49 pages • 1 hour read
Luttrell examines weighty ethical dilemmas that soldiers confront in contemporary combat scenarios. A pivotal moment arises when Luttrell and his Navy SEAL team confront an agonizing decision. They have the choice to either eliminate a group of Afghan goat herders who have inadvertently discovered their concealed position, or to let them go and gamble on the mission’s exposure. This dilemma is a convergence of ethics, duty, and consequence.

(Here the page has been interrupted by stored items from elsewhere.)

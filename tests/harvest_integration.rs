//! Integration tests for the harvest pipeline against a mock E-utilities server.

mod support;
use support::socket_guard::start_mock_server_or_skip;

use std::time::Duration;

use chrono::{DateTime, TimeZone, Utc};
use harvester_core::{
    EutilsClient, FetchError, HarvestConfig, HarvestError, HarvestOutcome, Harvester, SearchError,
    TransportError,
};
use tempfile::TempDir;
use wiremock::matchers::{method, path, query_param};
use wiremock::{Mock, MockServer, ResponseTemplate};

const WEB_ENV: &str = "MCID_integration";

/// Saturday 12:00 US/Eastern.
fn saturday() -> DateTime<Utc> {
    Utc.with_ymd_and_hms(2024, 6, 15, 16, 0, 0).unwrap()
}

/// Short timings so retry paths finish quickly.
fn config_for(server: &MockServer) -> HarvestConfig {
    HarvestConfig::default()
        .with_base_url(server.uri())
        .with_page_size(2)
        .with_max_requests_per_second(0)
        .with_request_timeout(Duration::from_millis(300))
        .with_retry_cooldown(Duration::from_millis(20))
}

fn search_body(ids: usize) -> String {
    let idlist: Vec<String> = (1..=ids).map(|i| format!("\"{i}\"")).collect();
    format!(
        r#"{{"header": {{"type": "esearch"}}, "esearchresult": {{"count": "{ids}", "retmax": "{ids}", "querykey": "1", "webenv": "{WEB_ENV}", "idlist": [{}]}}}}"#,
        idlist.join(", ")
    )
}

fn article(pmid: &str, title: &str) -> String {
    format!(
        "<PubmedArticle><MedlineCitation><PMID Version=\"1\">{pmid}</PMID><Article>\
         <Journal><JournalIssue><PubDate><Year>2020</Year></PubDate></JournalIssue>\
         <Title>Integration Journal</Title></Journal>\
         <ArticleTitle>{title}</ArticleTitle>\
         <AuthorList><Author><LastName>Doe</LastName><ForeName>Jane</ForeName></Author></AuthorList>\
         </Article></MedlineCitation>\
         <PubmedData><ArticleIdList><ArticleId IdType=\"doi\">10.1/{pmid}</ArticleId></ArticleIdList></PubmedData>\
         </PubmedArticle>"
    )
}

fn page_body(articles: &[String]) -> String {
    format!(
        "<?xml version=\"1.0\" ?>\n<PubmedArticleSet>{}</PubmedArticleSet>",
        articles.concat()
    )
}

async fn mount_search(server: &MockServer, ids: usize) {
    Mock::given(method("GET"))
        .and(path("/esearch.fcgi"))
        .and(query_param("db", "pubmed"))
        .and(query_param("term", "zebrafish"))
        .and(query_param("usehistory", "y"))
        .and(query_param("retmode", "json"))
        .respond_with(ResponseTemplate::new(200).set_body_string(search_body(ids)))
        .mount(server)
        .await;
}

async fn mount_page(server: &MockServer, retstart: &str, body: String) {
    Mock::given(method("GET"))
        .and(path("/efetch.fcgi"))
        .and(query_param("WebEnv", WEB_ENV))
        .and(query_param("query_key", "1"))
        .and(query_param("retstart", retstart))
        .and(query_param("retmax", "2"))
        .and(query_param("retmode", "xml"))
        .respond_with(ResponseTemplate::new(200).set_body_string(body))
        .mount(server)
        .await;
}

async fn efetch_offsets(server: &MockServer) -> Vec<String> {
    server
        .received_requests()
        .await
        .unwrap_or_default()
        .iter()
        .filter(|request| request.url.path() == "/efetch.fcgi")
        .filter_map(|request| {
            request
                .url
                .query_pairs()
                .find(|(key, _)| key == "retstart")
                .map(|(_, value)| value.into_owned())
        })
        .collect()
}

#[tokio::test]
async fn test_harvest_pages_through_stored_result_set() {
    let Some(server) = start_mock_server_or_skip().await else {
        return;
    };
    mount_search(&server, 3).await;
    mount_page(&server, "0", page_body(&[article("1", "First"), article("2", "Second")])).await;
    mount_page(&server, "2", page_body(&[article("3", "Third")])).await;

    let config = config_for(&server);
    let client = EutilsClient::new(&config).unwrap();
    let outcome = Harvester::new(&config, &client)
        .run("zebrafish", saturday())
        .await
        .unwrap();

    let HarvestOutcome::Completed { handle, records } = outcome else {
        panic!("expected a completed harvest");
    };
    assert_eq!(handle.total_count, 3);
    assert_eq!(handle.web_env, WEB_ENV);
    let pmids: Vec<&str> = records.iter().map(|r| r.pmid.as_str()).collect();
    assert_eq!(pmids, vec!["1", "2", "3"]);
    assert_eq!(records[2].title, "Third");
    assert_eq!(records[0].authors, vec!["Jane Doe"]);
    assert_eq!(records[0].year, "2020");
    assert_eq!(records[0].journal, "Integration Journal");
    assert_eq!(records[1].doi, "10.1/2");
    assert_eq!(efetch_offsets(&server).await, vec!["0", "2"]);
}

#[tokio::test]
async fn test_harvest_zero_matches_issues_no_fetch() {
    let Some(server) = start_mock_server_or_skip().await else {
        return;
    };
    mount_search(&server, 0).await;

    let config = config_for(&server);
    let client = EutilsClient::new(&config).unwrap();
    let outcome = Harvester::new(&config, &client)
        .run("zebrafish", saturday())
        .await
        .unwrap();

    assert!(outcome.records().is_empty());
    assert!(efetch_offsets(&server).await.is_empty());
}

#[tokio::test]
async fn test_harvest_recovers_from_timed_out_page() {
    let Some(server) = start_mock_server_or_skip().await else {
        return;
    };
    mount_search(&server, 2).await;
    // First two attempts at offset 0 hang past the request timeout.
    Mock::given(method("GET"))
        .and(path("/efetch.fcgi"))
        .and(query_param("retstart", "0"))
        .respond_with(
            ResponseTemplate::new(200)
                .set_body_string(page_body(&[]))
                .set_delay(Duration::from_secs(2)),
        )
        .up_to_n_times(2)
        .mount(&server)
        .await;
    mount_page(&server, "0", page_body(&[article("1", "A"), article("2", "B")])).await;

    let config = config_for(&server);
    let client = EutilsClient::new(&config).unwrap();
    let outcome = Harvester::new(&config, &client)
        .run("zebrafish", saturday())
        .await
        .unwrap();

    assert_eq!(outcome.records().len(), 2);
    assert_eq!(efetch_offsets(&server).await, vec!["0", "0", "0"]);
}

#[tokio::test]
async fn test_harvest_three_timeouts_abort_the_run() {
    let Some(server) = start_mock_server_or_skip().await else {
        return;
    };
    mount_search(&server, 6).await;
    mount_page(&server, "0", page_body(&[article("1", "A"), article("2", "B")])).await;
    Mock::given(method("GET"))
        .and(path("/efetch.fcgi"))
        .and(query_param("retstart", "2"))
        .respond_with(ResponseTemplate::new(200).set_delay(Duration::from_secs(2)))
        .mount(&server)
        .await;

    let config = config_for(&server);
    let client = EutilsClient::new(&config).unwrap();
    let err = Harvester::new(&config, &client)
        .run("zebrafish", saturday())
        .await
        .unwrap_err();

    let fetch = match err {
        HarvestError::Fetch(fetch) => fetch,
        other => panic!("expected a fetch error, got {other}"),
    };
    assert_eq!(fetch.offset(), 2);
    assert!(matches!(fetch, FetchError::Exhausted { attempts: 3, .. }));
    // Offset 4 is never requested.
    assert_eq!(efetch_offsets(&server).await, vec!["0", "2", "2", "2"]);
}

#[tokio::test]
async fn test_harvest_server_error_is_not_retried() {
    let Some(server) = start_mock_server_or_skip().await else {
        return;
    };
    mount_search(&server, 4).await;
    Mock::given(method("GET"))
        .and(path("/efetch.fcgi"))
        .respond_with(ResponseTemplate::new(502))
        .mount(&server)
        .await;

    let config = config_for(&server);
    let client = EutilsClient::new(&config).unwrap();
    let err = Harvester::new(&config, &client)
        .run("zebrafish", saturday())
        .await
        .unwrap_err();

    assert!(matches!(
        err,
        HarvestError::Fetch(FetchError::Transport {
            offset: 0,
            source: TransportError::HttpStatus { status: 502, .. }
        })
    ));
    assert_eq!(efetch_offsets(&server).await, vec!["0"]);
}

#[tokio::test]
async fn test_harvest_search_error_field_is_reported() {
    let Some(server) = start_mock_server_or_skip().await else {
        return;
    };
    Mock::given(method("GET"))
        .and(path("/esearch.fcgi"))
        .respond_with(ResponseTemplate::new(200).set_body_string(
            r#"{"esearchresult": {"ERROR": "Invalid query syntax"}}"#,
        ))
        .mount(&server)
        .await;

    let config = config_for(&server);
    let client = EutilsClient::new(&config).unwrap();
    let err = Harvester::new(&config, &client)
        .run("zebrafish", saturday())
        .await
        .unwrap_err();

    assert!(matches!(err, HarvestError::Search(SearchError::Protocol { .. })));
    assert!(err.to_string().contains("Invalid query syntax"));
}

#[tokio::test]
async fn test_harvest_malformed_page_writes_no_output() {
    let Some(server) = start_mock_server_or_skip().await else {
        return;
    };
    mount_search(&server, 3).await;
    mount_page(&server, "0", page_body(&[article("1", "A"), article("2", "B")])).await;
    mount_page(&server, "2", "<PubmedArticleSet><PubmedArticle>".to_string()).await;
    let dir = TempDir::new().unwrap();
    let output = dir.path().join("upload_data").join("output.csv");

    let config = config_for(&server);
    let client = EutilsClient::new(&config).unwrap();
    let err = Harvester::new(&config, &client)
        .run_to_csv("zebrafish", saturday(), &output)
        .await
        .unwrap_err();

    assert!(matches!(err, HarvestError::Parse(ref parse) if parse.offset() == 2));
    assert!(!output.exists());
}

#[tokio::test]
async fn test_harvest_run_to_csv_writes_table() {
    let Some(server) = start_mock_server_or_skip().await else {
        return;
    };
    mount_search(&server, 1).await;
    mount_page(&server, "0", page_body(&[article("42", "Answer, \"quoted\"")])).await;
    let dir = TempDir::new().unwrap();
    let output = dir.path().join("upload_data").join("output.csv");

    let config = config_for(&server);
    let client = EutilsClient::new(&config).unwrap();
    Harvester::new(&config, &client)
        .run_to_csv("zebrafish", saturday(), &output)
        .await
        .unwrap();

    let mut reader = csv::Reader::from_path(&output).unwrap();
    let header: Vec<String> = reader.headers().unwrap().iter().map(str::to_string).collect();
    assert_eq!(
        header,
        vec!["PMID", "Title", "Abstract", "Authors", "Affiliation", "Year", "Keywords", "Journal", "DOI"]
    );
    let rows: Vec<csv::StringRecord> = reader.records().map(Result::unwrap).collect();
    assert_eq!(rows.len(), 1);
    assert_eq!(&rows[0][0], "42");
    assert_eq!(&rows[0][1], "Answer, \"quoted\"");
    assert_eq!(&rows[0][3], "Jane Doe");
    assert_eq!(&rows[0][8], "10.1/42");
}

#[tokio::test]
async fn test_harvest_denied_makes_no_requests() {
    let Some(server) = start_mock_server_or_skip().await else {
        return;
    };
    mount_search(&server, 1).await;

    let config = config_for(&server);
    let client = EutilsClient::new(&config).unwrap();
    // Wednesday 14:00 US/Eastern.
    let weekday = Utc.with_ymd_and_hms(2024, 6, 12, 18, 0, 0).unwrap();
    let outcome = Harvester::new(&config, &client)
        .run("zebrafish", weekday)
        .await
        .unwrap();

    assert!(outcome.is_denied());
    assert!(server.received_requests().await.unwrap_or_default().is_empty());
}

Luttrell plunges into the convoluted workings of what military personnel term “ROE,” or “Rules of Engagement.” These rules are meant to guide soldiers in making ethical decisions during warfare. Luttrell highlights how these guidelines often dissolve into moral ambiguity when tested in combat. The SEALs’ decision-making process becomes a microcosm of ethical dilemmas faced by military forces engaged in asymmetric warfare against non-state actors. Luttrell conveys how rules and guidelines can seem insufficient when one is making a split-second choice that could result in death—both the deaths of himself and his fellow SEALs and potentially innocent civilians.
Luttrell refrains from spoon-feeding solutions to these dilemmas, while at the same time conveying their heft. He opens a window into the complex ethical environment of modern warfare, an arena where notions of right and wrong are continuously blurred and distorted.